Mais « Les Temps Ultramodernes » c'est aussi un tribut à ce que Maurice Renard (1875-1939) a appelé le merveilleux-scientifique. Un (mauvais) genre littéraire dont on fait souvent, et tout aussi abusivement, une « proto- » science-fiction. Alors que l'un et l'autre partagent en littérature, la relation qu'occupent Neandertal et Cro-Magnon sur l'échelle de l'évolution.
Outre regarder de biais son présent, le merveilleux-scientifique s'articulait sur le télescopage du conte et de la science. Dit autrement le merveilleux-scientifique rationalise, grâce à la science, la quincaillerie de ce qui caractérise d'ordinaire le conte de fée : miroir magique, philtre d'amour, tapis volant, etc.
Or donc, sur des prémisses fausses ce (mauvais) genre tombé en désuétude construisait un imaginaire vraisemblable. Il explorait, durant son Âge d'or, le surnaturel ; faisant des effets de la surnature quelque chose de bien réel auxquels la science n'avait alors pas encore donné d'explication(s).
L'idée de Maurice Renard n'était pas « d'acquérir la connaissance du futur », mais bien « d'obtenir une plus grande compréhension du présent ».
Néanmoins le natif de Montreuil-sous-Bois est un écrivain de son temps, tout comme son récit.
C'est-à-dire que « Les temps Ultramodernes » utilise une forme littéraire (le merveilleux-scientifique) dont il a conscience. Avec pour conséquence que le roman cite ceux qui l'ont excavé de leur propre imagination - en l’occurrence Gustave Lerouge (mais pas seulement) - pour en faire ce qu'elle est devenue sur le tableau périodique de l'Imaginaire.
L'Histoire, matière première de l'uchronie a été traitée avec - semble-t-il - beaucoup de rigueur.
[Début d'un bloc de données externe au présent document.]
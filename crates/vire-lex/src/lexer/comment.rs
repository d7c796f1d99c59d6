//! Whitespace and comment skipping.
//!
//! Line comments (`// …`) consume to end-of-line; block comments
//! (`/* … */`) are non-nesting and consume to the first `*/`. Blanks and
//! comments alternate freely — the loop keeps going until neither applies.

use crate::{LexResult, Lexer};

impl<'a> Lexer<'a> {
    pub(crate) fn skip_blanks_and_comments(&mut self) -> LexResult<()> {
        loop {
            while !self.cursor.is_at_end() && crate::classify::is_blank(self.cursor.current_char()) {
                self.cursor.advance();
            }

            if self.cursor.current_char() == '/' && self.cursor.peek(1) == '/' {
                while !self.cursor.is_at_end() && self.cursor.current_char() != '\n' {
                    self.cursor.advance();
                }
                continue;
            }

            if self.cursor.current_char() == '/' && self.cursor.peek(1) == '*' {
                let start = self.start_span();
                self.cursor.advance();
                self.cursor.advance();
                loop {
                    if self.cursor.is_at_end() {
                        self.prev_span = start;
                        return Err(self.unexpected("unterminated block comment"));
                    }
                    if self.cursor.current_char() == '*' && self.cursor.peek(1) == '/' {
                        self.cursor.advance();
                        self.cursor.advance();
                        break;
                    }
                    self.cursor.advance();
                }
                continue;
            }

            break;
        }
        Ok(())
    }
}
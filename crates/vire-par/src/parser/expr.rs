//! Shunting-yard expression parser: two stacks (operators, operands),
//! `last_was_value` to disambiguate unary/binary forms, and paren/bracket
//! depth counters that double as the expression's termination test.

use vire_lex::{Keyword, Token, TokenKind};

use crate::ast::{ArrayLeaf, BinOp, ConstLeaf, FnCall, Node, Range, StrLeaf, VarLeaf, VarId};
use crate::ParseResult;

use super::Parser;

/// One entry on the operator stack. `Open` brackets and `NameMarker`s are
/// never popped by the precedence-reduce loop (their effective precedence
/// is `i32::MIN`) — only by the matching `)`/`]` handler.
enum StackOp {
    Open(TokenKind),
    /// A `Name` that resolved to a callable (`is_array = false`) or
    /// indexable (`is_array = true`) `Var`, parked here until the matching
    /// `)`/`]` materializes it into a `FnCall`/`ArrayLeaf`.
    NameMarker { token: Token, var: VarId, arity: usize, is_array: bool },
    Oper { token: Token, arity: usize, prec: i32 },
}

impl<'a> Parser<'a> {
    /// Parses one expression, stopping (without consuming) at `;`, `{`,
    /// `}`, or an unmatched `)`/`]`.
    pub(crate) fn parse_expr(&mut self) -> ParseResult<Node> {
        let mut operands: Vec<Node> = Vec::new();
        let mut op_stack: Vec<StackOp> = Vec::new();
        let mut last_was_value = false;
        let mut paren_depth = 0usize;
        let mut bracket_depth = 0usize;

        loop {
            match self.cur.kind {
                TokenKind::Semi | TokenKind::LBrace | TokenKind::RBrace | TokenKind::EoF => break,
                TokenKind::RParen if paren_depth == 0 => break,
                TokenKind::RBracket if bracket_depth == 0 => break,
                _ => {}
            }

            if self.at_keyword(Keyword::Rng) {
                self.bump()?;
                let range = self.parse_range()?;
                operands.push(Node::Range(Box::new(range)));
                last_was_value = true;
                continue;
            }

            match self.cur.kind {
                TokenKind::LParen => {
                    self.bump()?;
                    op_stack.push(StackOp::Open(TokenKind::LParen));
                    paren_depth += 1;
                    last_was_value = false;
                }
                TokenKind::LBracket => {
                    self.bump()?;
                    op_stack.push(StackOp::Open(TokenKind::LBracket));
                    bracket_depth += 1;
                    last_was_value = false;
                }
                kind if vire_lex::is_number_token(kind) => {
                    let tok = self.bump()?;
                    operands.push(Node::Const(ConstLeaf { token: tok }));
                    last_was_value = true;
                }
                TokenKind::String => {
                    let tok = self.bump()?;
                    operands.push(Node::Str(StrLeaf { token: tok }));
                    last_was_value = true;
                }
                TokenKind::Comma => {
                    self.bump()?;
                }
                TokenKind::Name
                    if matches!(self.cur.keyword, Some(Keyword::True) | Some(Keyword::False) | Some(Keyword::Null)) =>
                {
                    let tok = self.bump()?;
                    operands.push(Node::Const(ConstLeaf { token: tok }));
                    last_was_value = true;
                }
                TokenKind::Name if self.cur.keyword.is_none() => {
                    self.parse_name_operand(&mut operands, &mut op_stack, &mut last_was_value)?;
                }
                TokenKind::RParen => {
                    self.bump()?;
                    self.reduce_until_open(&mut operands, &mut op_stack, TokenKind::LParen)?;
                    paren_depth -= 1;
                    self.maybe_materialize(&mut operands, &mut op_stack, true)?;
                    last_was_value = true;
                }
                TokenKind::RBracket => {
                    self.bump()?;
                    self.reduce_until_open(&mut operands, &mut op_stack, TokenKind::LBracket)?;
                    bracket_depth -= 1;
                    self.maybe_materialize(&mut operands, &mut op_stack, false)?;
                    last_was_value = true;
                }
                _ => {
                    let tok = self.cur.clone();
                    let unary = !last_was_value;
                    let prec = vire_lex::precedence(tok.kind, unary);
                    if prec == i32::MIN {
                        return Err(self.unexpected(format!("unexpected token '{}' in expression", tok.data)));
                    }
                    self.bump()?;

                    loop {
                        let should_reduce = match op_stack.last() {
                            Some(StackOp::Oper { prec: top_prec, .. }) => {
                                if vire_lex::is_assignment(tok.kind) {
                                    *top_prec > prec
                                } else {
                                    *top_prec >= prec
                                }
                            }
                            _ => false,
                        };
                        if !should_reduce {
                            break;
                        }
                        self.reduce_top(&mut operands, &mut op_stack)?;
                    }

                    let arity = if last_was_value { 2 } else { 1 };
                    op_stack.push(StackOp::Oper { token: tok, arity, prec });
                    last_was_value = false;
                }
            }
        }

        while let Some(top) = op_stack.last() {
            match top {
                StackOp::Open(_) => return Err(self.unexpected("mismatched bracket in expression")),
                StackOp::NameMarker { .. } => {
                    return Err(self.unexpected("unmatched function or array reference in expression"))
                }
                StackOp::Oper { .. } => self.reduce_top(&mut operands, &mut op_stack)?,
            }
        }

        operands.pop().ok_or_else(|| self.unexpected("expected an expression"))
    }

    fn parse_name_operand(
        &mut self,
        operands: &mut Vec<Node>,
        op_stack: &mut Vec<StackOp>,
        last_was_value: &mut bool,
    ) -> ParseResult<()> {
        let tok = self.bump()?;
        let var_id = self
            .resolve_name(&tok.data)?
            .ok_or_else(|| self.unexpected(format!("use of undeclared variable '{}'", tok.data)))?;

        let var = &self.program.vars[var_id];
        if var.var_type == Keyword::Fn {
            let arity = match var.initial.as_deref() {
                Some(Node::Lambda(lambda)) => lambda.params.len(),
                _ => 0,
            };
            op_stack.push(StackOp::NameMarker { token: tok, var: var_id, arity, is_array: false });
            *last_was_value = false;
        } else if var.is_arr {
            op_stack.push(StackOp::NameMarker { token: tok, var: var_id, arity: 2, is_array: true });
            *last_was_value = false;
        } else {
            operands.push(Node::VarRef(VarLeaf { var: var_id }));
            *last_was_value = true;
        }
        Ok(())
    }

    fn reduce_until_open(
        &mut self,
        operands: &mut Vec<Node>,
        op_stack: &mut Vec<StackOp>,
        open_kind: TokenKind,
    ) -> ParseResult<()> {
        loop {
            match op_stack.last() {
                Some(StackOp::Open(kind)) if *kind == open_kind => {
                    op_stack.pop();
                    return Ok(());
                }
                Some(StackOp::Open(_)) | Some(StackOp::NameMarker { .. }) => {
                    return Err(self.unexpected("mismatched bracket in expression"))
                }
                Some(StackOp::Oper { .. }) => self.reduce_top(operands, op_stack)?,
                None => return Err(self.unexpected("unmatched closing bracket")),
            }
        }
    }

    /// After a `)`/`]` has reduced down to its matching open bracket (now
    /// popped), checks whether a `NameMarker` sits underneath and, if its
    /// `is_array` flag matches the bracket kind that just closed,
    /// materializes the call or index.
    fn maybe_materialize(
        &mut self,
        operands: &mut Vec<Node>,
        op_stack: &mut Vec<StackOp>,
        closed_paren: bool,
    ) -> ParseResult<()> {
        let matches_marker = matches!(
            op_stack.last(),
            Some(StackOp::NameMarker { is_array, .. }) if *is_array != closed_paren
        );
        if !matches_marker {
            return Ok(());
        }
        if let Some(StackOp::NameMarker { token, var, arity, is_array }) = op_stack.pop() {
            if closed_paren && !is_array {
                let mut params = Vec::with_capacity(arity);
                for _ in 0..arity {
                    params.push(self.pop_operand(operands)?);
                }
                params.reverse();
                operands.push(Node::FnCall(Box::new(FnCall { fn_name: token, func: var, params })));
            } else if !closed_paren && is_array {
                let index = self.pop_operand(operands)?;
                operands.push(Node::ArrayRef(Box::new(ArrayLeaf { var, index })));
            }
        }
        Ok(())
    }

    fn pop_operand(&self, operands: &mut Vec<Node>) -> ParseResult<Node> {
        operands.pop().ok_or_else(|| self.unexpected("expression stack underflow"))
    }

    fn reduce_top(&mut self, operands: &mut Vec<Node>, op_stack: &mut Vec<StackOp>) -> ParseResult<()> {
        let entry = match op_stack.pop() {
            Some(entry) => entry,
            None => return Ok(()),
        };
        let StackOp::Oper { token, arity, .. } = entry else {
            op_stack.push(entry);
            return Ok(());
        };

        if arity == 2 {
            let r = self.pop_operand(operands)?;
            let l = self.pop_operand(operands)?;
            if vire_lex::is_assignment(token.kind) {
                if !l.is_lvalue() {
                    return Err(self.unexpected("left side of assignment must be a variable or array element"));
                }
                self.check_mutable(&l)?;
            }
            operands.push(Node::BinOp(Box::new(BinOp { oper: token, l, r })));
        } else {
            let operand = self.pop_operand(operands)?;
            operands.push(Node::UnOp(Box::new(crate::ast::UnOp { oper: token, operand })));
        }
        Ok(())
    }

    fn check_mutable(&self, node: &Node) -> ParseResult<()> {
        let var_id = match node {
            Node::VarRef(leaf) => leaf.var,
            Node::ArrayRef(leaf) => leaf.var,
            _ => return Ok(()),
        };
        if !self.program.vars[var_id].mutable {
            return Err(self.unexpected("Cannot assign to immutable variable"));
        }
        Ok(())
    }

    /// `rng`-introduced range expression: `[`/`(` sets the left-inclusivity
    /// flag, then delegates to the shared range-body parser.
    pub(crate) fn parse_range(&mut self) -> ParseResult<Range> {
        let left_inclusive = match self.cur.kind {
            TokenKind::LBracket => {
                self.bump()?;
                true
            }
            TokenKind::LParen => {
                self.bump()?;
                false
            }
            _ => return Err(self.unexpected("expected '[' or '(' opening a range")),
        };
        self.parse_range_body(left_inclusive)
    }
}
Ce qui n'empêche pas quelques anachronismes (volontaires) comme celui de la « rumeur d'Orléans ».
Ludique donc, l'histoire (avec sa hache minuscule cette fois-ci) n'hésite pas non plus à piocher dans tous les (mauvais) genres capables d'alimenter au mieux ses intrigues.
Vrai-faux roman de merveilleux-scientifique de 450 pages, « Les Temps Ultramodernes » rend bien plus léger notre quotidien, à l'instar de la cavorite qui allège celui de ses personnages. Tout en nous lestant d'une nostalgie pour un temps qui n'a pourtant jamais eu lieu.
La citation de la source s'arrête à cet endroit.